When Statistical Analysis Wanders Around
—
A post
Is our outfield defense really bad?
As of yesterday, the Mariners staff gave up 111 fly balls (and 116 ground balls) making them (weirdly) the most extreme ground-ball staff in baseball so far, with a G/F ratio of .8. The outfield made 61 putouts, which works out to a putout/flyball rate of .534. That’s fifth-worst in baseball, behind Pittsburgh, Baltimore, Kansas City, and Anaheim. The best OF defense so far seems to be played by Tampa (!) whith a ration of .833 putouts for every fly ball.
That’s all amusing and all, but there doesn’t appear to be any significant correlation between that metric and the number of runs a team allowed. So I looked at the rate of non-HR extra-base hits allowed by a team… and the M’s are getting killed. 4th-worst in the majors, behind Arizona, Pittsburgh, and Anaheim. But that didn’t correlate well with my scraped-together OF metrics, either. It’s late, so I’m giving up on putting some numbers behind outfield defense.
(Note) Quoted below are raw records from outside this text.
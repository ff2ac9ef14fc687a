use serde::Serialize;
use std::collections::HashMap;

use crate::analyzers::descriptive::{mean, summarize, DescriptiveSummary};
use crate::models::{RawSegmentRow, SegmentRecord, TripRecord};
use crate::utils::constants::{NUMERIC_METRIC_COLUMNS, REQUIRED_COLUMNS};

/// Missing-value tally for one column.
#[derive(Debug, Clone, Serialize)]
pub struct MissingValueEntry {
    pub column: String,
    pub missing_count: usize,
    pub missing_percentage: f64,
}

/// Per-column missing counts over the raw dataset. Only columns with at
/// least one missing value appear, sorted by percentage descending.
pub fn missing_value_summary(rows: &[RawSegmentRow]) -> Vec<MissingValueEntry> {
    let total = rows.len();
    let mut entries: Vec<MissingValueEntry> = REQUIRED_COLUMNS
        .iter()
        .filter_map(|column| {
            let missing_count = rows.iter().filter(|row| row.field(column).is_none()).count();
            if missing_count == 0 {
                return None;
            }
            Some(MissingValueEntry {
                column: column.to_string(),
                missing_count,
                missing_percentage: if total == 0 {
                    0.0
                } else {
                    missing_count as f64 / total as f64 * 100.0
                },
            })
        })
        .collect();

    entries.sort_by(|a, b| {
        b.missing_percentage
            .total_cmp(&a.missing_percentage)
            .then_with(|| a.column.cmp(&b.column))
    });
    entries
}

/// Shape summary of the raw and aggregated datasets.
#[derive(Debug, Clone, Serialize)]
pub struct BasicInfo {
    pub raw_shape: (usize, usize),
    pub columns: Vec<String>,
    pub processed_shape: (usize, usize),
}

impl BasicInfo {
    pub fn new(raw_rows: usize, columns: Vec<String>, trip_rows: usize) -> Self {
        Self {
            raw_shape: (raw_rows, columns.len()),
            processed_shape: (trip_rows, TripRecord::column_names().len()),
            columns,
        }
    }
}

/// describe() pass over the segment-level numeric metrics.
pub fn describe_segments(segments: &[SegmentRecord]) -> Vec<DescriptiveSummary> {
    NUMERIC_METRIC_COLUMNS
        .iter()
        .filter_map(|metric| {
            let values: Vec<Option<f64>> = segments.iter().map(|s| s.metric(metric)).collect();
            summarize(metric, &values)
        })
        .collect()
}

/// Mean metrics for one route type.
#[derive(Debug, Clone, Serialize)]
pub struct RouteTypeMetrics {
    pub route_type: String,
    pub trip_count: usize,
    pub mean_actual_time: Option<f64>,
    pub mean_actual_distance: Option<f64>,
    pub mean_total_trip_time: Option<f64>,
}

/// Distribution of route types with mean time/distance metrics per type,
/// sorted by trip count descending. Trips without a route type are skipped.
pub fn route_type_metrics(trips: &[TripRecord]) -> Vec<RouteTypeMetrics> {
    let mut groups: HashMap<&str, Vec<&TripRecord>> = HashMap::new();
    for trip in trips {
        if let Some(route_type) = trip.route_type.as_deref() {
            groups.entry(route_type).or_default().push(trip);
        }
    }

    let mut metrics: Vec<RouteTypeMetrics> = groups
        .iter()
        .map(|(route_type, group)| RouteTypeMetrics {
            route_type: route_type.to_string(),
            trip_count: group.len(),
            mean_actual_time: group_mean(group, |t| Some(t.actual_time)),
            mean_actual_distance: group_mean(group, |t| Some(t.actual_distance_to_destination)),
            mean_total_trip_time: group_mean(group, |t| t.total_trip_time),
        })
        .collect();

    metrics.sort_by(|a, b| {
        b.trip_count
            .cmp(&a.trip_count)
            .then_with(|| a.route_type.cmp(&b.route_type))
    });
    metrics
}

/// Traffic and mean metrics for one source-city → destination-city corridor.
#[derive(Debug, Clone, Serialize)]
pub struct CorridorMetrics {
    pub corridor: String,
    pub trip_count: usize,
    pub mean_actual_time: Option<f64>,
    pub mean_actual_distance: Option<f64>,
    pub mean_total_trip_time: Option<f64>,
}

/// Trips grouped by their city pair, sorted by trip count descending. Trips
/// missing either city are skipped.
pub fn corridor_metrics(trips: &[TripRecord]) -> Vec<CorridorMetrics> {
    let mut groups: HashMap<String, Vec<&TripRecord>> = HashMap::new();
    for trip in trips {
        if let (Some(source), Some(destination)) =
            (trip.source_city.as_deref(), trip.destination_city.as_deref())
        {
            let corridor = format!("{} - {}", source, destination);
            groups.entry(corridor).or_default().push(trip);
        }
    }

    let mut metrics: Vec<CorridorMetrics> = groups
        .iter()
        .map(|(corridor, group)| CorridorMetrics {
            corridor: corridor.clone(),
            trip_count: group.len(),
            mean_actual_time: group_mean(group, |t| Some(t.actual_time)),
            mean_actual_distance: group_mean(group, |t| Some(t.actual_distance_to_destination)),
            mean_total_trip_time: group_mean(group, |t| t.total_trip_time),
        })
        .collect();

    metrics.sort_by(|a, b| {
        b.trip_count
            .cmp(&a.trip_count)
            .then_with(|| a.corridor.cmp(&b.corridor))
    });
    metrics
}

fn group_mean<F>(group: &[&TripRecord], metric: F) -> Option<f64>
where
    F: Fn(&TripRecord) -> Option<f64>,
{
    let present: Vec<f64> = group.iter().filter_map(|t| metric(t)).collect();
    mean(&present)
}

#[cfg(test)]
mod tests {
    use super::*;

    fn raw_row(trip_uuid: &str, source_name: Option<&str>) -> RawSegmentRow {
        RawSegmentRow {
            trip_uuid: trip_uuid.to_string(),
            source_name: source_name.map(str::to_string),
            route_type: Some("FTL".to_string()),
            ..Default::default()
        }
    }

    fn trip(route_type: &str, source_city: &str, destination_city: &str) -> TripRecord {
        TripRecord {
            trip_uuid: "trip".to_string(),
            route_type: Some(route_type.to_string()),
            source_center: None,
            source_name: None,
            source_city: Some(source_city.to_string()),
            source_place: None,
            source_code: None,
            destination_center: None,
            destination_name: None,
            destination_city: Some(destination_city.to_string()),
            destination_place: None,
            destination_code: None,
            trip_creation_time: None,
            od_start_time: None,
            od_end_time: None,
            segment_count: 1,
            actual_distance_to_destination: 100.0,
            actual_time: 10.0,
            osrm_time: 8.0,
            osrm_distance: 95.0,
            segment_actual_time: 10.0,
            segment_osrm_time: 8.0,
            segment_osrm_distance: 95.0,
            total_trip_time: Some(3.0),
            creation_to_start_time: Some(5.0),
            creation_year: None,
            creation_month: None,
            creation_day: None,
            creation_hour: None,
            creation_weekday: None,
        }
    }

    #[test]
    fn test_missing_value_summary() {
        let rows = vec![
            raw_row("trip-1", Some("Delhi")),
            raw_row("trip-2", None),
            raw_row("trip-3", None),
        ];

        let summary = missing_value_summary(&rows);

        let source_name = summary
            .iter()
            .find(|e| e.column == "source_name")
            .expect("source_name should be reported");
        assert_eq!(source_name.missing_count, 2);
        assert!((source_name.missing_percentage - 200.0 / 3.0).abs() < 1e-9);

        // Fully-populated columns are not reported.
        assert!(summary.iter().all(|e| e.column != "trip_uuid"));
        assert!(summary.iter().all(|e| e.column != "route_type"));

        // Sorted by percentage descending.
        for pair in summary.windows(2) {
            assert!(pair[0].missing_percentage >= pair[1].missing_percentage);
        }
    }

    #[test]
    fn test_basic_info_shapes() {
        let info = BasicInfo::new(120, vec!["trip_uuid".to_string(), "actual_time".to_string()], 14);

        assert_eq!(info.raw_shape, (120, 2));
        assert_eq!(info.processed_shape.0, 14);
        assert_eq!(info.processed_shape.1, TripRecord::column_names().len());
    }

    #[test]
    fn test_route_type_metrics_sorted_by_count() {
        let trips = vec![
            trip("FTL", "Delhi", "Mumbai"),
            trip("Carting", "Delhi", "Mumbai"),
            trip("Carting", "Pune", "Nagpur"),
        ];

        let metrics = route_type_metrics(&trips);

        assert_eq!(metrics.len(), 2);
        assert_eq!(metrics[0].route_type, "Carting");
        assert_eq!(metrics[0].trip_count, 2);
        assert_eq!(metrics[1].route_type, "FTL");
        assert_eq!(metrics[0].mean_actual_time, Some(10.0));
    }

    #[test]
    fn test_corridor_metrics() {
        let trips = vec![
            trip("FTL", "Delhi", "Mumbai"),
            trip("FTL", "Delhi", "Mumbai"),
            trip("FTL", "Pune", "Nagpur"),
        ];

        let metrics = corridor_metrics(&trips);

        assert_eq!(metrics[0].corridor, "Delhi - Mumbai");
        assert_eq!(metrics[0].trip_count, 2);
        assert_eq!(metrics[0].mean_total_trip_time, Some(3.0));
        assert_eq!(metrics[1].corridor, "Pune - Nagpur");
    }

    #[test]
    fn test_corridor_skips_trips_without_cities() {
        let mut nameless = trip("FTL", "Delhi", "Mumbai");
        nameless.source_city = None;

        let metrics = corridor_metrics(&[nameless]);

        assert!(metrics.is_empty());
    }
}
So on to some other good random stuff. The Mariners pitching as it ranks among all teams. Good would be 1 of 30, bad 30 of 30
Hits as a % of total batters faced: 27.2%, 29 of 30th
BB as a % of total batters faced: 7.2%, 6th of 30
K as a % of TBF: 15%, 12 of 30
Non-HR XBH: 6.5% of all batters facing the Mariners are getting extra-base hits, 28th of 30
HR as a % of batters faced: 3.2%, 18th of 30
Here’s another good overall defensive number to throw out there: doubles and triples as a % hits. The Mariners last year almost took non-HR extra base hits out of the game. This year 9.7% of hits are doubles and triples.
These aren’t all bloop singles that are dropping in front of Randy Winn. The team’s pitching has been decent — you can see that in things they control (BB/K/HR) they look okay. It’s the insane number of balls in play that are going for hits and extra-base hits at that that’s really killing this team.
If you were still on the fence about how good this team is right now, we just got shut out by Chan Ho Park.
Worse, I have a feeling that this lack of offensive spark will cause Melvin to shift away from Olerud in the two hole, which I really like, and think is one of the best strategical moves he’s made in his year plus as a manager.
Rangers at Mariners
(ahhhh, refreshment)
Friday, 7:05, RHP Meche v RHP Park
Saturday, 7:05, LHP Moyer v RHP Lewis
Sunday, 1:05 RHP Pineiro v RHP Dickey (?)
Also, the M’s should make as many early-season games afternoon as they can. Thank you for your consideration.
I dug up an URL I mentioned in the Seattle Feed, Michael Crichton on speculation (“Why Speculate“). It’s an interesting bit of thinking and I come back to it a lot when tossing over things to write about (and may be why I’ve done a lot less weird speculative columns since I read it). Its easily transferable to sports coverage, too, so check it out. For all the guessing we do at what the season’s going to turn out like, nobody has any clue. Dave and I can argue over why the team’s gotten off to a poor start, but neither of us can tell you whether they’ll play bad defense all year, or if this is a fluke.
Quick note — it appears Gustavo Martinez, who started last season as a reliever but finished as a starter, has taken the San Antonio rotation spot vacated by Glen Bott; new Big Board reflects this (and also has minor league links for Scott Spiezio and Rafael Soriano). Martinez gets the start tonight for the Missions.
Blogger is weird. I can see the posts in the queue, but not on the site. Oh, the joys of free software. At this rate, you may see this sometime Saturday.
Rafael Soriano pitched 4 solid innings for IE last night, and normally A-ball hitters would be relieved when the rehabbing major league fireballer is finally removed. Unfortunately for Bakersfield, the reliever was Felix Hernandez, who went 5 innings, gave up 2 hits, no runs, 2 walks, and 10 strikeouts. From Soriano to King Felix? That’s just evil.